• **Goal of the exercise**
Check every line of the listing below for "PendingCompound", and report how many lines have it, as a number with nothing more.

• **Material for this task**
+--
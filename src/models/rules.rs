//! The narrow interface the reconciler needs from a chess rules engine.
//!
//! `GameState` implements it on top of shakmaty; tests implement it with a
//! handful of hand-written moves.

use serde::{Deserialize, Serialize};
use shakmaty::Square;

use crate::domain::{BoardMove, Occupancy};
use crate::error::GameResult;

/// Terminal status of the position after the last move
#[derive(Clone, Copy, PartialEq, Eq, Debug, Default, Serialize, Deserialize)]
#[serde(rename_all = "snake_case")]
pub enum TerminalStatus {
    #[default]
    None,
    Check,
    Checkmate,
    Stalemate,
    Draw,
}

impl TerminalStatus {
    /// No further moves will be played
    pub fn is_game_over(self) -> bool {
        matches!(
            self,
            TerminalStatus::Checkmate | TerminalStatus::Stalemate | TerminalStatus::Draw
        )
    }
}

/// Result of applying a move
#[derive(Clone, Debug, PartialEq, Eq)]
pub struct CommittedMove {
    pub mv: BoardMove,
    pub uci: String,
    pub san: String,
    pub ply: usize,
    pub status: TerminalStatus,
}

pub trait GameRules {
    /// Every legal move in the current position
    fn legal_moves(&self) -> Vec<BoardMove>;

    /// Apply a legal move. Fails without changing anything if the move is
    /// not legal in the current position.
    fn apply(&mut self, mv: &BoardMove) -> GameResult<CommittedMove>;

    /// Occupancy the physical board should show for the current position
    fn expected_occupancy(&self) -> Occupancy;

    /// FEN of the current position, for halt records and diagnostics
    fn fen(&self) -> String;

    fn status(&self) -> TerminalStatus {
        TerminalStatus::None
    }

    fn is_over(&self) -> bool {
        self.status().is_game_over()
    }

    /// Legal moves whose moving piece starts on `square`
    fn legal_moves_from(&self, square: Square) -> Vec<BoardMove> {
        self.legal_moves()
            .into_iter()
            .filter(|m| m.from == square)
            .collect()
    }

    /// Legal moves whose moving piece lands on `square`
    fn legal_moves_to(&self, square: Square) -> Vec<BoardMove> {
        self.legal_moves()
            .into_iter()
            .filter(|m| m.to == square)
            .collect()
    }

    /// Legal moves that require the piece on `square` to be picked up:
    /// moves from it, plus castles where it is the rook.
    fn legal_moves_lifting(&self, square: Square) -> Vec<BoardMove> {
        self.legal_moves()
            .into_iter()
            .filter(|m| m.from == square || (m.is_castle() && m.lifts().contains(square)))
            .collect()
    }
}
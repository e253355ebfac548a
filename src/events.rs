//! What the board core reports and what it accepts.
//!
//! Both sides serialize as internally tagged JSON, one object per event or
//! command. Bitboards travel as `u64`, bit N = square N (a1 = 0, h8 = 63).

use serde::{Deserialize, Serialize};

use crate::domain::{Occupancy, OccupancyDiff, PieceKind};
use crate::models::rules::TerminalStatus;

#[derive(Clone, Debug, PartialEq, Eq, Serialize, Deserialize)]
#[serde(tag = "type", rename_all = "snake_case")]
pub enum BoardEvent {
    GameStarted {
        fen: String,
    },
    /// A piece was lifted and is on its way somewhere
    ActionStarted {
        squares: Vec<String>,
    },
    PromotionRequired {
        from: String,
        to: String,
    },
    MoveCommitted {
        uci: String,
        san: String,
        ply: usize,
    },
    StatusChanged {
        status: TerminalStatus,
    },
    Halted {
        kind: String,
        reason: String,
        diff: Vec<String>,
    },
    /// Baseline replaced. `discrepancy` lists squares where the board
    /// disagrees with the game, as "-e4" (missing) or "+d5" (unexpected).
    Reset {
        discrepancy: Vec<String>,
    },
    Resynchronized,
}

impl BoardEvent {
    pub fn halted(kind: &str, reason: &str, diff: &OccupancyDiff) -> Self {
        BoardEvent::Halted {
            kind: kind.to_string(),
            reason: reason.to_string(),
            diff: diff.describe(),
        }
    }
}

#[derive(Clone, Debug, PartialEq, Eq, Serialize, Deserialize)]
#[serde(tag = "type", rename_all = "snake_case")]
pub enum BoardCommand {
    /// A fresh sensor reading
    UpdatePhysical { bitboard: Occupancy },
    Reset { bitboard: Occupancy },
    StartNewGame { fen: Option<String> },
    SupplyPromotion { piece: PieceKind },
    Confirm,
    Shutdown,
}
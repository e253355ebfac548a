//! Move reconciler - turns occupancy diffs into committed moves.
//!
//! The reconciler never guesses. Every observed change must keep at least
//! one legal move possible; a move is committed only once the board shows
//! exactly that move's footprint. Anything else halts until reset.

use std::time::{Duration, Instant};

use shakmaty::{Bitboard, Square};
use tracing::{debug, info, warn};

use crate::config::PromotionPolicy;
use crate::domain::{BoardMove, Change, MoveKind, OccupancyDiff, PieceKind};
use crate::error::{GameError, GameResult, ReconcileError};
use crate::models::rules::{CommittedMove, GameRules};

/// Largest diff one reading may carry: a lift and a placement, or two
/// lifts/placements of the same move.
const MAX_CHANGES_PER_READING: usize = 2;

/// A physical action in progress: what has been picked up and put down so
/// far, and which legal moves are still consistent with it.
#[derive(Clone, Debug)]
pub struct PendingAction {
    pub lifted: Bitboard,
    pub placed: Bitboard,
    pub candidates: Vec<BoardMove>,
    pub started_at: Instant,
}

impl PendingAction {
    fn start(square: Square, candidates: Vec<BoardMove>, now: Instant) -> Self {
        Self {
            lifted: Bitboard::from(square),
            placed: Bitboard::EMPTY,
            candidates,
            started_at: now,
        }
    }

    /// The first square lifted, when only one has been
    pub fn origin(&self) -> Option<Square> {
        if self.lifted.count() == 1 {
            self.lifted.first()
        } else {
            None
        }
    }

    pub fn age(&self, now: Instant) -> Duration {
        now.saturating_duration_since(self.started_at)
    }

    pub fn is_stale(&self, now: Instant, max_age: Duration) -> bool {
        self.age(now) > max_age
    }

    /// Squares where a piece may still be put down
    pub fn open_destinations(&self) -> Bitboard {
        let all = self
            .candidates
            .iter()
            .fold(Bitboard::EMPTY, |acc, m| acc | m.places());
        all & !self.placed
    }

    fn is_single(&self) -> bool {
        self.lifted.count() == 1 && self.placed.is_empty()
    }

    fn complete(&self) -> Vec<BoardMove> {
        self.candidates
            .iter()
            .filter(|m| m.lifts() == self.lifted && m.places() == self.placed)
            .copied()
            .collect()
    }
}

/// Terminal record of why interpretation stopped
#[derive(Clone, Debug, PartialEq, Eq)]
pub struct HaltState {
    pub error: ReconcileError,
    /// The diff being interpreted when the halt happened
    pub diff: OccupancyDiff,
    /// FEN of the last consistent game state
    pub last_fen: String,
    pub reason: String,
}

#[derive(Clone, Debug)]
pub enum ReconcilerState {
    Idle,
    /// One square lifted, nothing placed yet
    PendingSingle(PendingAction),
    /// Several squares involved in one legal move (castling, captures,
    /// en passant), not yet complete
    PendingCompound(PendingAction),
    /// Footprint of a promotion complete, waiting for the piece choice.
    /// Candidates hold only the promotion variants.
    PendingPromotion(PendingAction),
    Halted(HaltState),
}

impl ReconcilerState {
    pub fn name(&self) -> &'static str {
        match self {
            ReconcilerState::Idle => "idle",
            ReconcilerState::PendingSingle(_) => "pending_single",
            ReconcilerState::PendingCompound(_) => "pending_compound",
            ReconcilerState::PendingPromotion(_) => "pending_promotion",
            ReconcilerState::Halted(_) => "halted",
        }
    }
}

/// Outcome of a single interpreted event or control call
#[derive(Clone, Debug, PartialEq, Eq)]
pub enum Step {
    Started { square: Square },
    Progressed { lifted: Bitboard, placed: Bitboard },
    /// The lifted piece went back to its origin
    Cancelled { square: Square },
    AwaitingPromotion { from: Square, to: Square },
    Committed(CommittedMove),
    Halted(HaltState),
}

#[derive(Debug)]
pub struct MoveReconciler {
    state: ReconcilerState,
    promotion: PromotionPolicy,
    capture_fallback: bool,
    /// Promotion piece supplied ahead of the promotion itself
    promotion_choice: Option<PieceKind>,
}
//! Session configuration, loaded from TOML.

use std::path::Path;
use std::time::Duration;

use schemars::JsonSchema;
use serde::{Deserialize, Serialize};

use crate::domain::PieceKind;
use crate::error::ConfigError;
use crate::models::game::START_FEN;

/// What to do when a pawn reaches the last rank. Occupancy cannot tell
/// which piece was put down, so the choice comes from here or the operator.
#[derive(Clone, Copy, PartialEq, Eq, Debug, Serialize, Deserialize, JsonSchema)]
#[serde(tag = "mode", rename_all = "snake_case")]
pub enum PromotionPolicy {
    /// Promote immediately, to a piece supplied beforehand or else `piece`
    Auto { piece: PieceKind },
    /// Wait for `supply_promotion_choice`
    AwaitChoice,
}

impl Default for PromotionPolicy {
    fn default() -> Self {
        PromotionPolicy::Auto {
            piece: PieceKind::Queen,
        }
    }
}

#[derive(Clone, Debug, PartialEq, Eq, Serialize, Deserialize, JsonSchema)]
#[serde(default, deny_unknown_fields)]
pub struct SessionConfig {
    /// Position the first game starts from
    pub start_fen: String,
    pub promotion: PromotionPolicy,
    /// Allow `confirm` to commit a capture whose destination never toggled
    pub capture_fallback: bool,
    /// Halt a pending action older than this. Unset means no limit.
    pub pending_timeout_ms: Option<u64>,
    /// Render the board from black's side
    pub flip_board: bool,
}

impl Default for SessionConfig {
    fn default() -> Self {
        Self {
            start_fen: START_FEN.to_string(),
            promotion: PromotionPolicy::default(),
            capture_fallback: true,
            pending_timeout_ms: None,
            flip_board: false,
        }
    }
}

impl SessionConfig {
    pub fn load(path: &Path) -> Result<Self, ConfigError> {
        let text = std::fs::read_to_string(path).map_err(|source| ConfigError::Read {
            path: path.to_path_buf(),
            source,
        })?;
        let config: SessionConfig = toml::from_str(&text).map_err(|source| ConfigError::Parse {
            path: path.to_path_buf(),
            source,
        })?;
        config.validate()?;
        Ok(config)
    }

    pub fn validate(&self) -> Result<(), ConfigError> {
        if let PromotionPolicy::Auto { piece } = self.promotion {
            if !piece.is_promotion_piece() {
                return Err(ConfigError::Invalid {
                    message: format!("cannot promote to {}", piece),
                });
            }
        }
        if self.pending_timeout_ms == Some(0) {
            return Err(ConfigError::Invalid {
                message: "pending_timeout_ms must be positive".to_string(),
            });
        }
        if self.start_fen.trim().is_empty() {
            return Err(ConfigError::Invalid {
                message: "start_fen is empty".to_string(),
            });
        }
        Ok(())
    }

    pub fn pending_timeout(&self) -> Option<Duration> {
        self.pending_timeout_ms.map(Duration::from_millis)
    }
}

/// JSON schema of the config file
pub fn config_schema() -> schemars::Schema {
    schemars::schema_for!(SessionConfig)
}
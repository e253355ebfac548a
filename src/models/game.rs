//! Game state model - the authoritative chess position behind the board.
//!
//! Wraps a shakmaty `Chess` position. Legality, move generation and
//! notation all come from shakmaty; this type only adapts them to the
//! occupancy-level view the reconciler works with.

use serde::Serialize;
use shakmaty::fen::Fen;
use shakmaty::san::SanPlus;
use shakmaty::{CastlingMode, Chess, Color as SColor, EnPassantMode, File, Move, Position, Square};
use tracing::debug;

use crate::domain::{
    BoardMove, MoveHistory, Occupancy, Piece, PieceColor, PieceKind, shakmaty_to_piece,
};
use crate::error::{GameError, GameResult};
use crate::models::rules::{CommittedMove, GameRules, TerminalStatus};

pub const START_FEN: &str = "rnbqkbnr/pppppppp/8/8/8/8/PPPPPPPP/RNBQKBNR w KQkq - 0 1";

/// Half-moves without capture or pawn move after which the game is drawn
/// without a claim (75-move rule).
const AUTOMATIC_DRAW_HALFMOVES: u32 = 150;

/// The authoritative game: position, history and terminal status
#[derive(Clone, Debug)]
pub struct GameState {
    position: Chess,
    initial_fen: String,
    history: MoveHistory,
    status: TerminalStatus,
}

impl GameState {
    /// A new game from the standard starting position
    pub fn new() -> Self {
        Self::from_position(Chess::default(), START_FEN.to_string())
    }

    /// A game resumed from a FEN string
    pub fn from_fen(fen: &str) -> GameResult<Self> {
        let parsed: Fen = fen.trim().parse().map_err(|e| GameError::InvalidFen {
            fen: fen.to_string(),
            message: format!("{}", e),
        })?;
        let position: Chess =
            parsed
                .into_position(CastlingMode::Standard)
                .map_err(|e| GameError::InvalidFen {
                    fen: fen.to_string(),
                    message: format!("{}", e),
                })?;
        Ok(Self::from_position(position, fen.trim().to_string()))
    }

    fn from_position(position: Chess, initial_fen: String) -> Self {
        let status = status_of(&position);
        let history = MoveHistory::new(
            position.fullmoves().get() as usize,
            position.turn() == SColor::Black,
        );
        Self {
            position,
            initial_fen,
            history,
            status,
        }
    }

    /// Get the current position
    pub fn position(&self) -> &Chess {
        &self.position
    }

    pub fn initial_fen(&self) -> &str {
        &self.initial_fen
    }

    pub fn history(&self) -> &MoveHistory {
        &self.history
    }

    pub fn side_to_move(&self) -> PieceColor {
        PieceColor::from_shakmaty(self.position.turn())
    }

    /// Get piece on a square of the current position
    pub fn piece_at(&self, square: Square) -> Option<Piece> {
        self.position.board().piece_at(square).map(shakmaty_to_piece)
    }

    pub fn en_passant_square(&self) -> Option<Square> {
        self.position.ep_square(EnPassantMode::Legal)
    }

    pub fn halfmoves(&self) -> u32 {
        self.position.halfmoves()
    }

    pub fn fullmoves(&self) -> u32 {
        self.position.fullmoves().get()
    }

    /// Castling field of the FEN, e.g. "KQkq" or "-"
    pub fn castling_rights(&self) -> String {
        self.fen()
            .split_whitespace()
            .nth(2)
            .unwrap_or("-")
            .to_string()
    }

    /// Consistent copy of the externally visible state
    pub fn snapshot(&self) -> GameSnapshot {
        GameSnapshot {
            fen: self.fen(),
            initial_fen: self.initial_fen.clone(),
            moves: self.history.uci_moves(),
            side_to_move: self.side_to_move(),
            status: self.status,
            occupancy: self.expected_occupancy(),
        }
    }

    /// Find the shakmaty move behind a board move, if it is legal here
    fn find_legal(&self, mv: &BoardMove) -> Option<Move> {
        let turn = self.position.turn();
        self.position
            .legal_moves()
            .into_iter()
            .find(|m| to_board_move(m, turn).as_ref() == Some(mv))
    }
}

impl Default for GameState {
    fn default() -> Self {
        Self::new()
    }
}

impl GameRules for GameState {
    fn legal_moves(&self) -> Vec<BoardMove> {
        let turn = self.position.turn();
        self.position
            .legal_moves()
            .iter()
            .filter_map(|m| to_board_move(m, turn))
            .collect()
    }

    fn apply(&mut self, mv: &BoardMove) -> GameResult<CommittedMove> {
        let Some(legal) = self.find_legal(mv) else {
            return Err(GameError::IllegalMove {
                mv: mv.coordinate(),
                fen: self.fen(),
            });
        };

        // `legal` came from the position's own move list, so playing it on a
        // copy cannot fail; the copy replaces the position all at once.
        let mut next = self.position.clone();
        let san = SanPlus::from_move_and_play_unchecked(&mut next, legal).to_string();
        let status = status_of(&next);
        self.position = next;
        self.status = status;
        let uci = mv.coordinate();
        let ply = self.history.push(uci.clone(), san.clone());
        debug!(%uci, %san, ?status, "applied move");

        Ok(CommittedMove {
            mv: *mv,
            uci,
            san,
            ply,
            status,
        })
    }

    fn expected_occupancy(&self) -> Occupancy {
        Occupancy::from_bitboard(self.position.board().occupied())
    }

    fn fen(&self) -> String {
        Fen::from_position(&self.position, EnPassantMode::Legal).to_string()
    }

    fn status(&self) -> TerminalStatus {
        self.status
    }
}

/// Serializable view of the game shared with background consumers
#[derive(Clone, Debug, PartialEq, Eq, Serialize)]
pub struct GameSnapshot {
    pub fen: String,
    pub initial_fen: String,
    pub moves: Vec<String>,
    pub side_to_move: PieceColor,
    pub status: TerminalStatus,
    pub occupancy: Occupancy,
}

fn status_of(position: &Chess) -> TerminalStatus {
    if position.is_checkmate() {
        TerminalStatus::Checkmate
    } else if position.is_stalemate() {
        TerminalStatus::Stalemate
    } else if position.is_insufficient_material()
        || position.halfmoves() >= AUTOMATIC_DRAW_HALFMOVES
    {
        TerminalStatus::Draw
    } else if position.is_check() {
        TerminalStatus::Check
    } else {
        TerminalStatus::None
    }
}

/// Convert a shakmaty move to the board's view of it
fn to_board_move(m: &Move, turn: SColor) -> Option<BoardMove> {
    match m {
        Move::Normal {
            from,
            capture,
            to,
            promotion,
            ..
        } => {
            let base = if capture.is_some() {
                BoardMove::capture(*from, *to)
            } else {
                BoardMove::quiet(*from, *to)
            };
            Some(match promotion {
                Some(role) => base.with_promotion(PieceKind::from_role(*role)),
                None => base,
            })
        }
        Move::EnPassant { from, to } => {
            let captured = Square::from_coords(to.file(), from.rank());
            Some(BoardMove::en_passant(*from, *to, captured))
        }
        Move::Castle { king, rook } => {
            // King lands on the g/c file, rook on the f/d file of its own rank
            let rank = turn.backrank();
            let (king_file, rook_file) = if rook.file() > king.file() {
                (File::G, File::F)
            } else {
                (File::C, File::D)
            };
            Some(BoardMove::castle(
                *king,
                Square::from_coords(king_file, rank),
                *rook,
                Square::from_coords(rook_file, rank),
            ))
        }
        Move::Put { .. } => None,
    }
}
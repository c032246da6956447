//! Music theory core — pitch classes, CAGED shape templates, transposition,
//! and the sorted chord sequence for a key.

pub mod note;
pub mod sequence;
pub mod shape;
pub mod transpose;

pub use note::{fret_frequency, GuitarString, Note};
pub use sequence::ChordSequence;
pub use shape::{template, FingerPosition, ShapeName, ShapeTemplate, OPEN_C_FINGERING, SHAPES};
pub use transpose::{transpose, ChordInstance, PlayedNote};
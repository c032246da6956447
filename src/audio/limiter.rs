//! Master limiter — hard clamp so a six-note strum landing on top of a
//! ringing tail cannot clip the output.

/// Hard limiter that clamps a buffer to `[-ceiling, ceiling]`.
///
/// Runs once per callback on the finished output block; there is no
/// per-sample path.
#[derive(Debug, Clone)]
pub struct Limiter {
    ceiling: f32,
}

impl Limiter {
    /// Create a new limiter with the given ceiling (should be in `(0.0, 1.0]`).
    pub fn new(ceiling: f32) -> Self {
        debug_assert!(ceiling > 0.0 && ceiling <= 1.0);
        Self { ceiling }
    }

    /// Clamp an entire buffer in-place.
    #[inline]
    pub fn process_block(&self, buffer: &mut [f32]) {
        for sample in buffer.iter_mut() {
            *sample = sample.clamp(-self.ceiling, self.ceiling);
        }
    }

    /// Returns the current ceiling value.
    pub fn ceiling(&self) -> f32 {
        self.ceiling
    }
}

impl Default for Limiter {
    fn default() -> Self {
        Self { ceiling: 0.95 }
    }
}
//! Fretboard view — computes the visible fret window for a chord and
//! renders the board as styled text lines.
//!
//! The window math is presentation-agnostic and tested on its own; the App
//! draws the returned lines inside a block.

use ratatui::style::{Color, Modifier, Style};
use ratatui::text::{Line, Span};

use crate::theory::{ChordInstance, GuitarString, PlayedNote};

use super::lang::Lang;

/// Highest fret on the modeled neck.
pub const TOTAL_FRETS: u8 = 15;

/// Minimum window width in frets.
const MIN_WINDOW: u8 = 5;

/// Character cell width of one fret column.
const CELL_WIDTH: usize = 6;

/// Visible fret range for a chord: `start..=end`.
///
/// Starts one fret below the lowest note (never below 0, and pinned to 0
/// for open chords so the nut stays visible), spans at least [`MIN_WINDOW`]
/// frets, leaves one fret of margin past the highest note, and clips at
/// [`TOTAL_FRETS`]. Notes past the clip are not drawn.
#[derive(Debug, Clone, Copy, PartialEq, Eq)]
pub struct FretWindow {
    pub start: u8,
    pub end: u8,
}

impl FretWindow {
    pub fn for_notes(notes: &[PlayedNote]) -> Self {
        let min = notes.iter().map(|n| n.fret).min().unwrap_or(0);
        let max = notes.iter().map(|n| n.fret).max().unwrap_or(0);

        let start = min.saturating_sub(1);
        let end = (start + MIN_WINDOW).max(max + 1).min(TOTAL_FRETS);
        Self { start, end }
    }

    pub fn contains(self, fret: u8) -> bool {
        (self.start..=self.end).contains(&fret)
    }

    pub fn width(self) -> u8 {
        self.end - self.start
    }

    /// Fretted columns of the board. Fret 0 is drawn as the open-string
    /// column left of the nut, not as a fret column.
    fn columns(self) -> impl Iterator<Item = u8> {
        self.start.max(1)..=self.end
    }
}

/// Inlay dot at this fret (single marker).
fn single_dot(fret: u8) -> bool {
    matches!(fret, 3 | 5 | 7 | 9 | 15)
}

/// Double inlay dot (the octave fret).
fn double_dot(fret: u8) -> bool {
    fret == 12
}

fn marker_style(is_root: bool) -> Style {
    let color = if is_root { Color::Yellow } else { Color::Cyan };
    Style::default().fg(color).add_modifier(Modifier::BOLD)
}

fn wire_style() -> Style {
    Style::default().fg(Color::DarkGray)
}

fn label_style() -> Style {
    Style::default().fg(Color::Gray)
}

/// Open-position note name of a string, high E written lowercase.
fn string_label(string: GuitarString) -> &'static str {
    match string {
        GuitarString::HighE => "e",
        GuitarString::B => "B",
        GuitarString::G => "G",
        GuitarString::D => "D",
        GuitarString::A => "A",
        GuitarString::LowE => "E",
    }
}

/// Title line for the chord: key, shape, and barre position.
pub fn chord_title(chord: &ChordInstance, lang: Lang) -> String {
    let position = if chord.fret_position == 0 {
        lang.open_label().to_string()
    } else {
        chord.fret_position.to_string()
    };
    format!(
        " {} {} · {}{} · {} {} ",
        chord.root,
        lang.major_label(),
        chord.shape.letter(),
        lang.shape_suffix(),
        lang.position_label(),
        position
    )
}

/// Render the fretboard for one chord as styled lines: six string rows,
/// inlay dots, fret numbers, and the fingering legend.
pub fn board_lines(chord: &ChordInstance, lang: Lang) -> Vec<Line<'static>> {
    let window = FretWindow::for_notes(&chord.notes);
    let mut lines = Vec::new();

    // Open label above the open-string column, when the nut is visible.
    if window.start == 0 && chord.notes.iter().any(|n| n.fret == 0) {
        lines.push(Line::from(Span::styled(
            format!("  {}", lang.open_label()),
            label_style(),
        )));
    } else {
        lines.push(Line::default());
    }

    for string in GuitarString::ALL {
        lines.push(string_row(chord, string, window));
    }

    lines.push(dots_row(window));
    lines.push(numbers_row(window));
    lines.push(Line::default());
    lines.push(Line::from(Span::styled(
        lang.legend().to_string(),
        label_style(),
    )));

    lines
}

fn string_row(chord: &ChordInstance, string: GuitarString, window: FretWindow) -> Line<'static> {
    let note_on_string = chord.notes.iter().find(|n| n.string == string);
    // Low strings drawn heavier, like wound strings.
    let wire = if string.number() >= 4 { '═' } else { '─' };

    let mut spans = vec![Span::styled(
        format!("{} ", string_label(string)),
        label_style(),
    )];

    // Open/muted column.
    let status = match note_on_string {
        Some(n) if n.fret == 0 => Span::styled("○ ".to_string(), marker_style(n.is_root)),
        None => Span::styled("x ".to_string(), label_style()),
        Some(_) => Span::raw("  "),
    };
    spans.push(status);

    // Nut when fret 0 is visible, plain edge otherwise.
    let edge = if window.start == 0 { '║' } else { '┆' };
    spans.push(Span::styled(edge.to_string(), wire_style()));

    for fret in window.columns() {
        match note_on_string {
            Some(n) if n.fret == fret => {
                let pad = CELL_WIDTH - 3;
                let left = pad / 2;
                spans.push(Span::styled(wire.to_string().repeat(left), wire_style()));
                spans.push(Span::styled(format!("({})", n.finger), marker_style(n.is_root)));
                spans.push(Span::styled(
                    wire.to_string().repeat(pad - left),
                    wire_style(),
                ));
            }
            _ => {
                spans.push(Span::styled(
                    wire.to_string().repeat(CELL_WIDTH),
                    wire_style(),
                ));
            }
        }
        spans.push(Span::styled("│".to_string(), wire_style()));
    }

    Line::from(spans)
}

/// Center `text` in a cell of `CELL_WIDTH` plus the separator column.
fn centered_cell(text: &str) -> String {
    let len = text.chars().count().min(CELL_WIDTH);
    let left = (CELL_WIDTH - len) / 2;
    let right = CELL_WIDTH - len - left;
    format!("{}{}{} ", " ".repeat(left), text, " ".repeat(right))
}

fn dots_row(window: FretWindow) -> Line<'static> {
    let mut row = String::from("    "); // name + status columns
    row.push(' '); // edge column
    for fret in window.columns() {
        let dot = if double_dot(fret) {
            "••"
        } else if single_dot(fret) {
            "•"
        } else {
            ""
        };
        row.push_str(&centered_cell(dot));
    }
    Line::from(Span::styled(row, wire_style()))
}

fn numbers_row(window: FretWindow) -> Line<'static> {
    let mut row = String::from("    ");
    row.push(if window.start == 0 { '0' } else { ' ' });
    for fret in window.columns() {
        row.push_str(&centered_cell(&fret.to_string()));
    }
    Line::from(Span::styled(row, label_style()))
}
+--
• **Answer**
2